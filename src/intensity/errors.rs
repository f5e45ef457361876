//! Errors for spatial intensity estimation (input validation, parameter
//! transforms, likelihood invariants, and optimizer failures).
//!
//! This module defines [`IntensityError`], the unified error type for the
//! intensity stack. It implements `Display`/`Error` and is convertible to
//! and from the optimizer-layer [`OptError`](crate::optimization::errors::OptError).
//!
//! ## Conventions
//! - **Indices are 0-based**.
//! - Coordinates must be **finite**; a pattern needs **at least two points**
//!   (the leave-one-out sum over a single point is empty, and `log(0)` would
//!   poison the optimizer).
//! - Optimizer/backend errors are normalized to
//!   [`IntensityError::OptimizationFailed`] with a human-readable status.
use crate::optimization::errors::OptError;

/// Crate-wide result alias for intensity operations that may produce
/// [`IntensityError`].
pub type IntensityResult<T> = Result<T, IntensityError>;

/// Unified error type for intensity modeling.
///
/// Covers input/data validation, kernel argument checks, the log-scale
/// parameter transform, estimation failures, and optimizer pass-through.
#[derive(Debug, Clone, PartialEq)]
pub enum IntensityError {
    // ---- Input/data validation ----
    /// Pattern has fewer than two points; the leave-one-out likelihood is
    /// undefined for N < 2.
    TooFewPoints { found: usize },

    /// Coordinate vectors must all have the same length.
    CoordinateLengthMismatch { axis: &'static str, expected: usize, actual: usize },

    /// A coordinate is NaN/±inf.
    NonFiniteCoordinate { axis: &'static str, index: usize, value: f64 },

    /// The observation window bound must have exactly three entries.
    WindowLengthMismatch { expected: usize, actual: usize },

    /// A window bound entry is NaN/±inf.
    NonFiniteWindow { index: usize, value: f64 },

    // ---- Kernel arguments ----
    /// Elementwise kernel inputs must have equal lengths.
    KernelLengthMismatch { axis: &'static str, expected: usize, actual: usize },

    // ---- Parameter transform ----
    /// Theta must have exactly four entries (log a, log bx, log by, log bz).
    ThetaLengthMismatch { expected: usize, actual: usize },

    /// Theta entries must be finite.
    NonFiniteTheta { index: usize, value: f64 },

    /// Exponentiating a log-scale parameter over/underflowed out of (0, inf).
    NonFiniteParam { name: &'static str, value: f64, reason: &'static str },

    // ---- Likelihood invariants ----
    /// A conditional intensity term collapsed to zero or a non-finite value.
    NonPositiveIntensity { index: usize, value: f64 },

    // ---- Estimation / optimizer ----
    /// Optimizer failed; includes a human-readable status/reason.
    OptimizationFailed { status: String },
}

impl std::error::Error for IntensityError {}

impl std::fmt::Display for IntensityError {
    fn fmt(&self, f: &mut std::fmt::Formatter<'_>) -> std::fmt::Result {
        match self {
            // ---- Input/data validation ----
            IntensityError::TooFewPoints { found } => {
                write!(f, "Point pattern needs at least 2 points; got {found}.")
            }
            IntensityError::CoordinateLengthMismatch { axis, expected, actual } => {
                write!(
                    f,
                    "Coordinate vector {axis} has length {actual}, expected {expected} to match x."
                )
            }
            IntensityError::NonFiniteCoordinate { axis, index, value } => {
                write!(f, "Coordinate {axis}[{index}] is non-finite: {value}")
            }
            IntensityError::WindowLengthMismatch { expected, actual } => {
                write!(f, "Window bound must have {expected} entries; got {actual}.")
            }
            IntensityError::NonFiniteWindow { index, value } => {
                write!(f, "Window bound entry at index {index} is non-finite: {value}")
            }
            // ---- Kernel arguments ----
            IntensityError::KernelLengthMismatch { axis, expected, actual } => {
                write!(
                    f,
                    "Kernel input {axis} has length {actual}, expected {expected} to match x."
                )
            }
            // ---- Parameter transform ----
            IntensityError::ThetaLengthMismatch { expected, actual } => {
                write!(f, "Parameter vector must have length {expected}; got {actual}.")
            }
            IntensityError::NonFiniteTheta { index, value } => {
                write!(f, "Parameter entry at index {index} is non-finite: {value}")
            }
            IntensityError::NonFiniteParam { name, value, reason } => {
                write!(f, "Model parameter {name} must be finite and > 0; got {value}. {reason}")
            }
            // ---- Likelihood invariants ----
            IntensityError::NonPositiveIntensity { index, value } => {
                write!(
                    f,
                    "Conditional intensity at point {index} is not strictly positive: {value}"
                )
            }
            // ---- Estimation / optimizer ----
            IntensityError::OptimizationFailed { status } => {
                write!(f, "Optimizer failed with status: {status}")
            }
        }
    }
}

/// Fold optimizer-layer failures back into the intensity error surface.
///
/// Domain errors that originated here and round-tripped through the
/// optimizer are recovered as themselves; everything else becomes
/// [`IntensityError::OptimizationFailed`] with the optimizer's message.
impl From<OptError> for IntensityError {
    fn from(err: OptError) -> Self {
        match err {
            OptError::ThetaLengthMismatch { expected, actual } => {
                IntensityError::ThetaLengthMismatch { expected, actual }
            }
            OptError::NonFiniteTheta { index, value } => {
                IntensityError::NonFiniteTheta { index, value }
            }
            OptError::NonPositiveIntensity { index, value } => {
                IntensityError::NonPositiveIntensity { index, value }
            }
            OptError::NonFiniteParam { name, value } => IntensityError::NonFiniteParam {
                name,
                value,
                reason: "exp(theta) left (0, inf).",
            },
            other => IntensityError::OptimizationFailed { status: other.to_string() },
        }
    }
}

WHAT TO PRODUCE: Take the entries above and return only the lines from the one with "pub type IntensityResult<T>" to the one with "undefined for N < 2.", both included, unchanged.

EXERCISE OUTPUT:
pub type IntensityResult<T> = Result<T, IntensityError>;

/// Unified error type for intensity modeling.
///
/// Covers input/data validation, kernel argument checks, the log-scale
/// parameter transform, estimation failures, and optimizer pass-through.
#[derive(Debug, Clone, PartialEq)]
pub enum IntensityError {
    // ---- Input/data validation ----
    /// Pattern has fewer than two points; the leave-one-out likelihood is
    /// undefined for N < 2.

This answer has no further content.